Frequently Asked Questions
Frequently Asked Questions Answered By Knowledgeable Indiana Medical Malpractice Lawyers
The following questions, are ones that our Indiana medical malpractice attorneys are often asked about cases. This information is not meant to be substituted for talking to your lawyer and does not constitute attorney advice. This information is merely meant to be an aid to you in understanding Indiana’s Medical Malpractice Act.
Please call Langer & Langer if you have any questions. We can be reached at 219-246-4759 and offer initial consultations for medical malpractice cases.
Disclaimer: None of the information provided in these materials is intended to serve as legal advice. If you have any questions, please contact our office.
What constitutes medical malpractice in Indiana?
In Indiana, medical malpractice means a legal wrong, whether by act or by omission, committed by a healthcare provider (against a patient) based on health care or professional services. Generally, a medical malpractice case does not involve a slip and fall in the hospital parking lot or a patient falling on the floor while going to the bathroom while in the hospital.
Does Indiana have any special laws regarding medical malpractice?
Indiana has some of the most restrictive medical malpractice laws in the United States. The body of laws that govern medical malpractice in Indiana is called the Indiana Medical Malpractice Act. The Act limits the time period in which a patient, even an infant, has to file a case. In addition, most complaints against a qualified healthcare provider must be reviewed by a Medical Review Panel before a patient can have a jury determine his or her case, and there are both caps on the amount of money a patient can recover and on the amount of money an attorney can receive in representing a patient.
Tell me more about Indiana’s Medical Malpractice Act.

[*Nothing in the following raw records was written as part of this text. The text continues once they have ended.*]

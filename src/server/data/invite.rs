//! Invite data repository.
//!
//! Besides plain CRUD, `accept` performs the whole account creation for an invite in one
//! transaction: the user row, the linked chef or farmer profile, and the invite update.

use chrono::{DateTime, Utc};
use entity::sea_orm_active_enums::{ChefTier, InviteStatus, UserRole};
use sea_orm::{
    ActiveModelTrait, ActiveValue, ColumnTrait, DatabaseConnection, DbErr, EntityTrait,
    PaginatorTrait, QueryFilter, QueryOrder, Select, TransactionTrait,
};

use crate::server::model::{
    invite::{CreateInviteParams, Invite, InviteFilter},
    user::{CreateUserParams, User},
};

pub struct InviteRepository<'a> {
    db: &'a DatabaseConnection,
}

impl<'a> InviteRepository<'a> {
    pub fn new(db: &'a DatabaseConnection) -> Self {
        Self { db }
    }

    /// Inserts a pending invite that has not been sent yet.
    pub async fn create(
        &self,
        params: CreateInviteParams,
        token: String,
        expires_at: DateTime<Utc>,
    ) -> Result<Invite, DbErr> {
        let entity = entity::invite::ActiveModel {
            email: ActiveValue::Set(params.email),
            role: ActiveValue::Set(params.role),
            token: ActiveValue::Set(token),
            status: ActiveValue::Set(InviteStatus::Pending),
            phone: ActiveValue::Set(params.phone),
            invited_by: ActiveValue::Set(params.invited_by),
            expires_at: ActiveValue::Set(expires_at),
            last_sent_at: ActiveValue::Set(None),
            send_count: ActiveValue::Set(0),
            accepted_user_id: ActiveValue::Set(None),
            accepted_at: ActiveValue::Set(None),
            created_at: ActiveValue::Set(Utc::now()),
            ..Default::default()
        }
        .insert(self.db)
        .await?;

        Ok(Invite::from_entity(entity))
    }

    pub async fn find_by_id(&self, id: i32) -> Result<Option<Invite>, DbErr> {
        let entity = entity::prelude::Invite::find_by_id(id).one(self.db).await?;

        Ok(entity.map(Invite::from_entity))
    }

    pub async fn find_by_token(&self, token: &str) -> Result<Option<Invite>, DbErr> {
        let entity = entity::prelude::Invite::find()
            .filter(entity::invite::Column::Token.eq(token))
            .one(self.db)
            .await?;

        Ok(entity.map(Invite::from_entity))
    }

    /// Finds the newest pending, unexpired invite for an email and role.
    pub async fn find_usable(
        &self,
        email: &str,
        role: UserRole,
        now: DateTime<Utc>,
    ) -> Result<Option<Invite>, DbErr> {
        let entity = entity::prelude::Invite::find()
            .filter(entity::invite::Column::Email.eq(email))
            .filter(entity::invite::Column::Role.eq(role))
            .filter(entity::invite::Column::Status.eq(InviteStatus::Pending))
            .filter(entity::invite::Column::ExpiresAt.gt(now))
            .order_by_desc(entity::invite::Column::CreatedAt)
            .one(self.db)
            .await?;

        Ok(entity.map(Invite::from_entity))
    }

    /// Records a send: increments `send_count` and sets `last_sent_at`.
    pub async fn mark_sent(&self, invite: Invite, sent_at: DateTime<Utc>) -> Result<Invite, DbErr> {
        let mut active_model = active_model_for(self.db, invite.id).await?;
        active_model.send_count = ActiveValue::Set(invite.send_count + 1);
        active_model.last_sent_at = ActiveValue::Set(Some(sent_at));

        Ok(Invite::from_entity(active_model.update(self.db).await?))
    }

    /// Replaces the token and pushes out the expiry of an expired invite.
    pub async fn rotate_token(
        &self,
        id: i32,
        token: String,
        expires_at: DateTime<Utc>,
    ) -> Result<Invite, DbErr> {
        let mut active_model = active_model_for(self.db, id).await?;
        active_model.token = ActiveValue::Set(token);
        active_model.expires_at = ActiveValue::Set(expires_at);

        Ok(Invite::from_entity(active_model.update(self.db).await?))
    }

    pub async fn set_status(&self, id: i32, status: InviteStatus) -> Result<Invite, DbErr> {
        let mut active_model = active_model_for(self.db, id).await?;
        active_model.status = ActiveValue::Set(status);

        Ok(Invite::from_entity(active_model.update(self.db).await?))
    }

    /// Creates the invited account and marks the invite accepted, atomically.
    ///
    /// For chef and farmer invites, an existing unlinked profile with the same email is
    /// linked to the new user; otherwise a new profile is created (chefs start at the
    /// emerging tier, farmers with no region or acreage).
    ///
    /// # Returns
    /// - `Ok((User, Invite))` - Created user and the accepted invite
    /// - `Err(DbErr)` - Database error; nothing is written
    pub async fn accept(
        &self,
        invite_id: i32,
        params: CreateUserParams,
    ) -> Result<(User, Invite), DbErr> {
        let now = Utc::now();
        let txn = self.db.begin().await?;

        let user = entity::user::ActiveModel {
            email: ActiveValue::Set(params.email.clone()),
            name: ActiveValue::Set(params.name.clone()),
            phone: ActiveValue::Set(params.phone.clone()),
            role: ActiveValue::Set(params.role),
            created_at: ActiveValue::Set(now),
            ..Default::default()
        }
        .insert(&txn)
        .await?;

        match params.role {
            UserRole::Chef => {
                let existing = entity::prelude::Chef::find()
                    .filter(entity::chef::Column::Email.eq(&params.email))
                    .filter(entity::chef::Column::UserId.is_null())
                    .one(&txn)
                    .await?;

                match existing {
                    Some(chef) => {
                        let mut active_model: entity::chef::ActiveModel = chef.into();
                        active_model.user_id = ActiveValue::Set(Some(user.id));
                        active_model.update(&txn).await?;
                    }
                    None => {
                        entity::chef::ActiveModel {
                            user_id: ActiveValue::Set(Some(user.id)),
                            name: ActiveValue::Set(params.name),
                            email: ActiveValue::Set(params.email),
                            phone: ActiveValue::Set(params.phone),
                            tier: ActiveValue::Set(ChefTier::Emerging),
                            specialties: ActiveValue::Set(None),
                            payout_account_id: ActiveValue::Set(None),
                            payout_account_active: ActiveValue::Set(false),
                            active: ActiveValue::Set(true),
                            created_at: ActiveValue::Set(now),
                            ..Default::default()
                        }
                        .insert(&txn)
                        .await?;
                    }
                }
            }
            UserRole::Farmer => {
                let existing = entity::prelude::Farmer::find()
                    .filter(entity::farmer::Column::Email.eq(&params.email))
                    .filter(entity::farmer::Column::UserId.is_null())
                    .one(&txn)
                    .await?;

                match existing {
                    Some(farmer) => {
                        let mut active_model: entity::farmer::ActiveModel = farmer.into();
                        active_model.user_id = ActiveValue::Set(Some(user.id));
                        active_model.update(&txn).await?;
                    }
                    None => {
                        entity::farmer::ActiveModel {
                            user_id: ActiveValue::Set(Some(user.id)),
                            name: ActiveValue::Set(params.name),
                            email: ActiveValue::Set(params.email),
                            phone: ActiveValue::Set(params.phone),
                            region: ActiveValue::Set(String::new()),
                            acreage: ActiveValue::Set(0.0),
                            regenerative: ActiveValue::Set(false),
                            payout_account_id: ActiveValue::Set(None),
                            payout_account_active: ActiveValue::Set(false),
                            active: ActiveValue::Set(true),
                            created_at: ActiveValue::Set(now),
                            ..Default::default()
                        }
                        .insert(&txn)
                        .await?;
                    }
                }
            }
            UserRole::Admin | UserRole::Partner => {}
        }

        let invite = entity::prelude::Invite::find_by_id(invite_id)
            .one(&txn)
            .await?
            .ok_or(DbErr::RecordNotFound(format!(
                "Invite with id {} not found",
                invite_id
            )))?;
        let mut active_model: entity::invite::ActiveModel = invite.into();
        active_model.status = ActiveValue::Set(InviteStatus::Accepted);
        active_model.accepted_user_id = ActiveValue::Set(Some(user.id));
        active_model.accepted_at = ActiveValue::Set(Some(now));
        let invite = active_model.update(&txn).await?;

        txn.commit().await?;

        Ok((User::from_entity(user), Invite::from_entity(invite)))
    }

    /// Gets paginated invites, newest first.
    ///
    /// # Returns
    /// - `Ok((invites, total))` - Invites for the requested page and total matching count
    pub async fn get_paginated(
        &self,
        filter: Option<InviteFilter>,
        now: DateTime<Utc>,
        page: u64,
        per_page: u64,
    ) -> Result<(Vec<Invite>, u64), DbErr> {
        let paginator = apply_filter(entity::prelude::Invite::find(), filter, now)
            .order_by_desc(entity::invite::Column::CreatedAt)
            .order_by_desc(entity::invite::Column::Id)
            .paginate(self.db, per_page);

        let total = paginator.num_items().await?;
        let invites = paginator
            .fetch_page(page)
            .await?
            .into_iter()
            .map(Invite::from_entity)
            .collect();

        Ok((invites, total))
    }
}

fn apply_filter(
    query: Select<entity::prelude::Invite>,
    filter: Option<InviteFilter>,
    now: DateTime<Utc>,
) -> Select<entity::prelude::Invite> {
    use entity::invite::Column;

    match filter {
        None => query,
        Some(InviteFilter::Pending) => query
            .filter(Column::Status.eq(InviteStatus::Pending))
            .filter(Column::ExpiresAt.gt(now)),
        Some(InviteFilter::Expired) => query
            .filter(Column::Status.eq(InviteStatus::Pending))
            .filter(Column::ExpiresAt.lte(now)),
        Some(InviteFilter::Accepted) => query.filter(Column::Status.eq(InviteStatus::Accepted)),
        Some(InviteFilter::Revoked) => query.filter(Column::Status.eq(InviteStatus::Revoked)),
    }
}

async fn active_model_for(
    db: &DatabaseConnection,
    id: i32,
) -> Result<entity::invite::ActiveModel, DbErr> {
    let invite = entity::prelude::Invite::find_by_id(id)
        .one(db)
        .await?
        .ok_or(DbErr::RecordNotFound(format!(
            "Invite with id {} not found",
            id
        )))?;

    Ok(invite.into())
}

In Indiana, effective July 1, 2019, before a lawsuit may be brought against a qualified health care provider, the case must be reviewed by a Medical Review Panel. A Medical Review Panel consists of three (3) Indiana health care providers who review the patient’s claim and then render an opinion as to whether the doctor committed negligence. This opinion is admissible at trial.
In Indiana, the maximum a patient is entitled to recover is $1,800,000.00 per occurrence of malpractice regardless of the amount of damages. For example, assume a child is injured at birth by an act of malpractice. Assume that the child will incur about $4,000,000.00 in medical expenses over his or her life and will never be able to work. The maximum amount of recovery a patient is entitled to under Indiana’s Malpractice Act is $1,800,000.00.
How long will it take for my case to be completed?
Generally, it takes about one year from the time the Proposed Complaint is filed until a Medical Review Panel renders its opinion. This time period may vary depending on the necessity of depositions and whether any disputes arise that require court hearings during the medical review panel process. This does not include the time it takes once a state court action is filed.
Once the Medical Review Panel renders its opinion what happens next?
After the medical review panel renders its opinion, the case will be reviewed again. We may talk to the medical review panel members, physicians, any consultants working on the case and, of course, you and make a decision about what to do next. Depending on Court congestion, it can take an additional 1-3 years before your case can go to trial.
How do I pay my attorney?
Attorney fees are charged on a contingency fee basis. That means that if we are not successful in your case, you owe us nothing. Generally, once we have agreed to represent you, we will pay all litigation expenses, which can range in the thousands of dollars. If we are unsuccessful you do not have to repay any of the litigation expenses. However, if we are successful we will receive our attorney fees and litigation expenses. The issue of attorney fees and litigation expenses are contained in a written Contingency Fee Agreement which must be signed by any client before the firm undertakes to represent them in a medical malpractice case. The contingent fee agreement is the exclusive document that governs the payment of attorney fees and litigation expenses.
What if I have additional questions about my case?
Should you ever have questions about your case please feel free to contact Langer & Langer’s Indiana medical malpractice lawyers. We are always happy to answer your questions and do what we can to help you.
Do I need an Indiana medical malpractice attorney to file a claim?
Although you are not legally required to hire an Indiana medical malpractice attorney when filing a claim, medical malpractice claims are complicated and require special expertise. Medical malpractice lawyers often have access to medical experts and other important resources that can significantly improve your chances of winning your claim.

How long do I have to file a medical malpractice claim in Indiana?
The statute of limitations for medical malpractice cases in Indiana is generally two years from the date the incident occurred. Exceptions exist. Different deadlines may apply in cases involving children or people who discovered the medical negligence at a later date.
Is there a cap on medical malpractice damages in Indiana?
Yes. For medical malpractice that occurred on or after July 1, 2019, the cap on damages is $1.8 million in Indiana.